* Task directions *
Reply with nothing but the number of lines in the data below where the word "pickable" occurs.
BEGIN
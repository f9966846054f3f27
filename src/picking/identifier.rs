//! Pick identifiers and their color encoding.
//!
//! Each pickable object is drawn in the picking pass with a flat color whose
//! red channel holds its identifier. Reading that channel back as an 8-bit
//! value recovers the identifier; `0` is the cleared background.

use std::fmt;
use std::num::NonZeroU8;

use glam::Vec3;
use serde::{Deserialize, Serialize};

use crate::error::MolscopeError;

/// Largest identifier one identifier space can hand out.
pub const MAX_PICK_ID: u8 = u8::MAX;

/// Identifier of a pickable object, in `1..=255`.
#[derive(
    Debug,
    Clone,
    Copy,
    PartialEq,
    Eq,
    Hash,
    PartialOrd,
    Ord,
    Serialize,
    Deserialize,
)]
pub struct PickId(NonZeroU8);

impl PickId {
    /// Wrap a raw value; `None` for the reserved background value `0`.
    #[must_use]
    pub fn new(raw: u8) -> Option<Self> {
        NonZeroU8::new(raw).map(Self)
    }

    /// Raw identifier value.
    #[must_use]
    pub fn get(self) -> u8 {
        self.0.get()
    }

    /// Flat color this object is drawn with in the picking pass.
    #[must_use]
    pub fn color(self) -> Vec3 {
        encode(self.get())
    }
}

impl fmt::Display for PickId {
    fn fmt(&self, f: &mut fmt::Formatter<'_>) -> fmt::Result {
        write!(f, "{}", self.0)
    }
}

/// Independent identifier spaces, each drawn in its own picking pass.
#[derive(
    Debug, Clone, Copy, PartialEq, Eq, Hash, Serialize, Deserialize,
)]
#[serde(rename_all = "snake_case")]
pub enum PickSpace {
    /// Atom spheres.
    Atom,
    /// Bond segment cylinders.
    Bond,
}

impl fmt::Display for PickSpace {
    fn fmt(&self, f: &mut fmt::Formatter<'_>) -> fmt::Result {
        match self {
            Self::Atom => f.write_str("atom"),
            Self::Bond => f.write_str("bond"),
        }
    }
}

/// Hands out pick IDs for one identifier space.
///
/// IDs increase monotonically from 1 and are never reused, so the mapping
/// between an ID and its object is stable for the allocator's lifetime.
#[derive(Debug, Clone)]
pub struct IdentifierAllocator {
    space: PickSpace,
    next: u16,
}

impl IdentifierAllocator {
    /// Fresh allocator whose first ID is 1.
    #[must_use]
    pub fn new(space: PickSpace) -> Self {
        Self { space, next: 1 }
    }

    /// The identifier space this allocator serves.
    #[must_use]
    pub fn space(&self) -> PickSpace {
        self.space
    }

    /// Number of IDs still available.
    #[must_use]
    pub fn remaining(&self) -> usize {
        (usize::from(MAX_PICK_ID) + 1).saturating_sub(usize::from(self.next))
    }

    /// Take the next unused ID.
    ///
    /// # Errors
    ///
    /// [`MolscopeError::CapacityExceeded`] once all 255 IDs are taken. The
    /// counter never wraps.
    pub fn allocate(&mut self) -> Result<PickId, MolscopeError> {
        let id = u8::try_from(self.next)
            .ok()
            .and_then(PickId::new)
            .ok_or(MolscopeError::CapacityExceeded {
                space: self.space,
                capacity: u32::from(MAX_PICK_ID),
            })?;
        self.next += 1;
        Ok(id)
    }
}

/// Encode an identifier (or `0` for background) as a picking-pass color.
#[must_use]
pub fn encode(id: u8) -> Vec3 {
    Vec3::new(f32::from(id) / 255.0, 0.0, 0.0)
}

/// 8-bit RGB form of [`encode`], as it lands in the framebuffer.
#[must_use]
pub fn encode_rgb8(id: u8) -> [u8; 3] {
    [id, 0, 0]
}

/// Convert a normalized color channel to its 8-bit framebuffer value,
/// rounding to nearest as unorm render targets do.
#[must_use]
pub fn quantize_channel(value: f32) -> u8 {
    (value.clamp(0.0, 1.0) * 255.0).round() as u8
}

/// Recover an identifier from the sampled red-channel byte.
#[must_use]
pub fn decode(sampled: u8) -> u8 {
    sampled
}

/// Recover an identifier from a sampled RGB pixel.
#[must_use]
pub fn decode_rgb8(pixel: [u8; 3]) -> u8 {
    decode(pixel[0])
}
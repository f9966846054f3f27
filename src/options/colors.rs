use serde::{Deserialize, Serialize};

/// Color palette for bonds and selection highlights.
#[derive(Debug, Clone, Serialize, Deserialize, PartialEq)]
#[serde(default)]
pub struct ColorOptions {
    /// RGB color of bond tubes.
    pub bond: [f32; 3],
    /// RGB color of selection halos around atoms and bonds.
    pub selection: [f32; 3],
}

impl Default for ColorOptions {
    fn default() -> Self {
        Self {
            bond: [0.3, 0.3, 0.3],
            selection: [0.5, 0.5, 0.0],
        }
    }
}
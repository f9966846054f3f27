//! Crate-level error types.

use std::fmt;

use crate::picking::{PickId, PickSpace};

/// Errors produced by the molscope crate.
#[derive(Debug)]
pub enum MolscopeError {
    /// Degenerate geometry input (non-positive radius, coincident cylinder
    /// endpoints, too few circle segments).
    InvalidArgument(String),
    /// An identifier space ran out of pick IDs.
    CapacityExceeded {
        /// The identifier space that is exhausted.
        space: PickSpace,
        /// Largest identifier the space can hand out.
        capacity: u32,
    },
    /// An atom referenced by pick ID is not part of the molecule.
    UnknownAtom(PickId),
    /// Generic I/O failure.
    Io(std::io::Error),
    /// TOML options parsing/serialization failure.
    OptionsParse(String),
    /// Mesh or schema serialization failure.
    Serialize(String),
}

impl fmt::Display for MolscopeError {
    fn fmt(&self, f: &mut fmt::Formatter<'_>) -> fmt::Result {
        match self {
            Self::InvalidArgument(msg) => {
                write!(f, "invalid argument: {msg}")
            }
            Self::CapacityExceeded { space, capacity } => write!(
                f,
                "{space} identifier space exhausted ({capacity} objects max)"
            ),
            Self::UnknownAtom(id) => write!(f, "no atom with pick id {id}"),
            Self::Io(e) => write!(f, "I/O error: {e}"),
            Self::OptionsParse(msg) => {
                write!(f, "options parse error: {msg}")
            }
            Self::Serialize(msg) => write!(f, "serialization error: {msg}"),
        }
    }
}

impl std::error::Error for MolscopeError {
    fn source(&self) -> Option<&(dyn std::error::Error + 'static)> {
        match self {
            Self::Io(e) => Some(e),
            _ => None,
        }
    }
}

impl From<std::io::Error> for MolscopeError {
    fn from(e: std::io::Error) -> Self {
        Self::Io(e)
    }
}

#[cfg(test)]
mod tests {
    use super::*;

    #[test]
    fn capacity_message_names_space() {
        let err = MolscopeError::CapacityExceeded {
            space: PickSpace::Bond,
            capacity: 255,
        };
        assert_eq!(
            err.to_string(),
            "bond identifier space exhausted (255 objects max)"
        );
    }

    #[test]
    fn io_errors_keep_their_source() {
        use std::error::Error;

        let err = MolscopeError::from(std::io::Error::other("disk gone"));
        assert!(err.source().is_some());
        assert!(MolscopeError::InvalidArgument("x".into()).source().is_none());
    }
}
//! Procedural meshes for atoms and bonds.
//!
//! Spheres are geodesic subdivisions of an icosahedron; bonds are lateral
//! cylinder tubes, laid out as parallel segments for double and triple
//! bonds. All generators are pure and deterministic: identical inputs give
//! bit-identical vertex and index buffers.

/// Parallel-segment layout for single, double and triple bonds.
pub mod bond;
/// Lateral cylinder tubes between two points.
pub mod cylinder;
/// Geodesic icosphere generation.
pub mod sphere;

use glam::Vec3;
use serde::{Deserialize, Serialize};

pub use bond::{bond_segments, BondOrder};
pub use cylinder::{generate_cylinder, validate_cylinder, Circle};
pub use sphere::{generate_sphere, sphere_triangles, DEFAULT_SUBDIVISION_DEPTH};

/// Unit vector along `v`, or zero for a zero or non-finite input.
///
/// Divides by the largest component before normalizing so the squared
/// length neither overflows for huge vectors nor underflows for tiny ones.
pub(crate) fn unit(v: Vec3) -> Vec3 {
    let scale = v.abs().max_element();
    if scale > 0.0 && scale.is_finite() {
        (v / scale).normalize_or_zero()
    } else {
        Vec3::ZERO
    }
}

/// A single mesh vertex, laid out for direct GPU upload.
#[repr(C)]
#[derive(
    Debug,
    Clone,
    Copy,
    PartialEq,
    bytemuck::Pod,
    bytemuck::Zeroable,
    Serialize,
    Deserialize,
)]
pub struct Vertex {
    /// World-space position.
    pub position: [f32; 3],
    /// Linear RGB color, each channel in `0..=1`.
    pub color: [f32; 3],
    /// Shading normal.
    pub normal: [f32; 3],
}

impl Vertex {
    /// Build a vertex from vector components.
    #[must_use]
    pub fn new(position: Vec3, color: Vec3, normal: Vec3) -> Self {
        Self {
            position: position.to_array(),
            color: color.to_array(),
            normal: normal.to_array(),
        }
    }

    /// Position as a [`Vec3`].
    #[must_use]
    pub fn position(&self) -> Vec3 {
        Vec3::from_array(self.position)
    }

    /// Normal as a [`Vec3`].
    #[must_use]
    pub fn normal(&self) -> Vec3 {
        Vec3::from_array(self.normal)
    }
}

/// Three vertices plus an optional precomputed normal.
#[derive(Debug, Clone, Copy, PartialEq)]
pub struct Triangle {
    /// First vertex.
    pub v1: Vec3,
    /// Second vertex.
    pub v2: Vec3,
    /// Third vertex.
    pub v3: Vec3,
    /// Face normal, when the producer computed one.
    pub normal: Option<Vec3>,
}

impl Triangle {
    /// Triangle without a precomputed normal.
    #[must_use]
    pub fn new(v1: Vec3, v2: Vec3, v3: Vec3) -> Self {
        Self {
            v1,
            v2,
            v3,
            normal: None,
        }
    }

    /// Triangle carrying a precomputed face normal.
    #[must_use]
    pub fn with_normal(v1: Vec3, v2: Vec3, v3: Vec3, normal: Vec3) -> Self {
        Self {
            v1,
            v2,
            v3,
            normal: Some(normal),
        }
    }

    /// Vertices in winding order.
    #[must_use]
    pub fn vertices(&self) -> [Vec3; 3] {
        [self.v1, self.v2, self.v3]
    }

    /// Unnormalized geometric normal `(v2 - v1) x (v3 - v1)`.
    #[must_use]
    pub fn face_normal(&self) -> Vec3 {
        (self.v2 - self.v1).cross(self.v3 - self.v1)
    }

    /// Surface area.
    #[must_use]
    pub fn area(&self) -> f32 {
        0.5 * self.face_normal().length()
    }
}

/// Vertex buffer plus a triangle-list index buffer.
///
/// Every index is smaller than the vertex count and the index count is a
/// multiple of three.
#[derive(Debug, Clone, Default, PartialEq, Serialize, Deserialize)]
pub struct Mesh {
    vertices: Vec<Vertex>,
    indices: Vec<u32>,
}

impl Mesh {
    /// Build a mesh where each consecutive run of three vertices is its own
    /// triangle. The index buffer is simply `0, 1, 2, ...`.
    ///
    /// Trailing vertices that do not complete a triangle are dropped.
    #[must_use]
    pub fn from_unshared_vertices(mut vertices: Vec<Vertex>) -> Self {
        vertices.truncate(vertices.len() - vertices.len() % 3);
        let indices = (0..vertices.len() as u32).collect();
        Self { vertices, indices }
    }

    /// Vertex buffer contents.
    #[must_use]
    pub fn vertices(&self) -> &[Vertex] {
        &self.vertices
    }

    /// Index buffer contents.
    #[must_use]
    pub fn indices(&self) -> &[u32] {
        &self.indices
    }

    /// Number of triangles described by the index buffer.
    #[must_use]
    pub fn triangle_count(&self) -> usize {
        self.indices.len() / 3
    }

    /// Whether the mesh has no triangles.
    #[must_use]
    pub fn is_empty(&self) -> bool {
        self.indices.is_empty()
    }

    /// Raw vertex bytes for GPU upload.
    #[must_use]
    pub fn vertex_bytes(&self) -> &[u8] {
        bytemuck::cast_slice(&self.vertices)
    }

    /// Raw index bytes for GPU upload.
    #[must_use]
    pub fn index_bytes(&self) -> &[u8] {
        bytemuck::cast_slice(&self.indices)
    }

    /// Iterate triangles as position triples, following the index buffer.
    pub fn triangles(&self) -> impl Iterator<Item = Triangle> + '_ {
        self.indices.chunks_exact(3).map(|tri| {
            Triangle::new(
                self.vertices[tri[0] as usize].position(),
                self.vertices[tri[1] as usize].position(),
                self.vertices[tri[2] as usize].position(),
            )
        })
    }

    /// Same geometry with every vertex recolored to `color`.
    #[must_use]
    pub fn with_flat_color(&self, color: Vec3) -> Self {
        let color = color.to_array();
        Self {
            vertices: self
                .vertices
                .iter()
                .map(|v| Vertex { color, ..*v })
                .collect(),
            indices: self.indices.clone(),
        }
    }
}

#[cfg(test)]
mod tests {
    use super::*;

    #[test]
    fn unit_survives_extreme_magnitudes() {
        for v in [
            Vec3::new(2e19, 0.0, 0.0),
            Vec3::new(3e38, -3e38, 1e38),
            Vec3::new(1e-23, 0.0, 0.0),
            Vec3::new(0.0, 1e-44, 1e-44),
        ] {
            let u = unit(v);
            assert!((u.length() - 1.0).abs() < 1e-6, "{v} -> {u}");
            assert!(u.dot(v.signum()) > 0.0);
        }
        assert_eq!(unit(Vec3::ZERO), Vec3::ZERO);
        assert_eq!(unit(Vec3::splat(f32::NAN)), Vec3::ZERO);
    }

    #[test]
    fn unshared_indices_are_sequential() {
        let v = Vertex::new(Vec3::ZERO, Vec3::ONE, Vec3::Y);
        let mesh = Mesh::from_unshared_vertices(vec![v; 7]);
        assert_eq!(mesh.vertices().len(), 6);
        assert_eq!(mesh.indices(), &[0, 1, 2, 3, 4, 5]);
        assert_eq!(mesh.triangle_count(), 2);
    }

    #[test]
    fn vertex_bytes_match_layout() {
        let v = Vertex::new(Vec3::X, Vec3::Y, Vec3::Z);
        let mesh = Mesh::from_unshared_vertices(vec![v; 3]);
        assert_eq!(mesh.vertex_bytes().len(), 3 * 9 * 4);
        assert_eq!(mesh.index_bytes().len(), 3 * 4);
    }

    #[test]
    fn flat_color_keeps_geometry() {
        let v = Vertex::new(Vec3::X, Vec3::ONE, Vec3::Z);
        let mesh = Mesh::from_unshared_vertices(vec![v; 3]);
        let flat = mesh.with_flat_color(Vec3::new(0.5, 0.0, 0.0));
        assert_eq!(flat.indices(), mesh.indices());
        assert_eq!(flat.vertices()[0].position, [1.0, 0.0, 0.0]);
        assert_eq!(flat.vertices()[0].color, [0.5, 0.0, 0.0]);
    }

    #[test]
    fn triangle_area_of_right_triangle() {
        let t = Triangle::new(Vec3::ZERO, Vec3::X, Vec3::Y);
        assert!((t.area() - 0.5).abs() < 1e-6);
        assert_eq!(t.face_normal(), Vec3::Z);
    }
}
END
* The answer *
2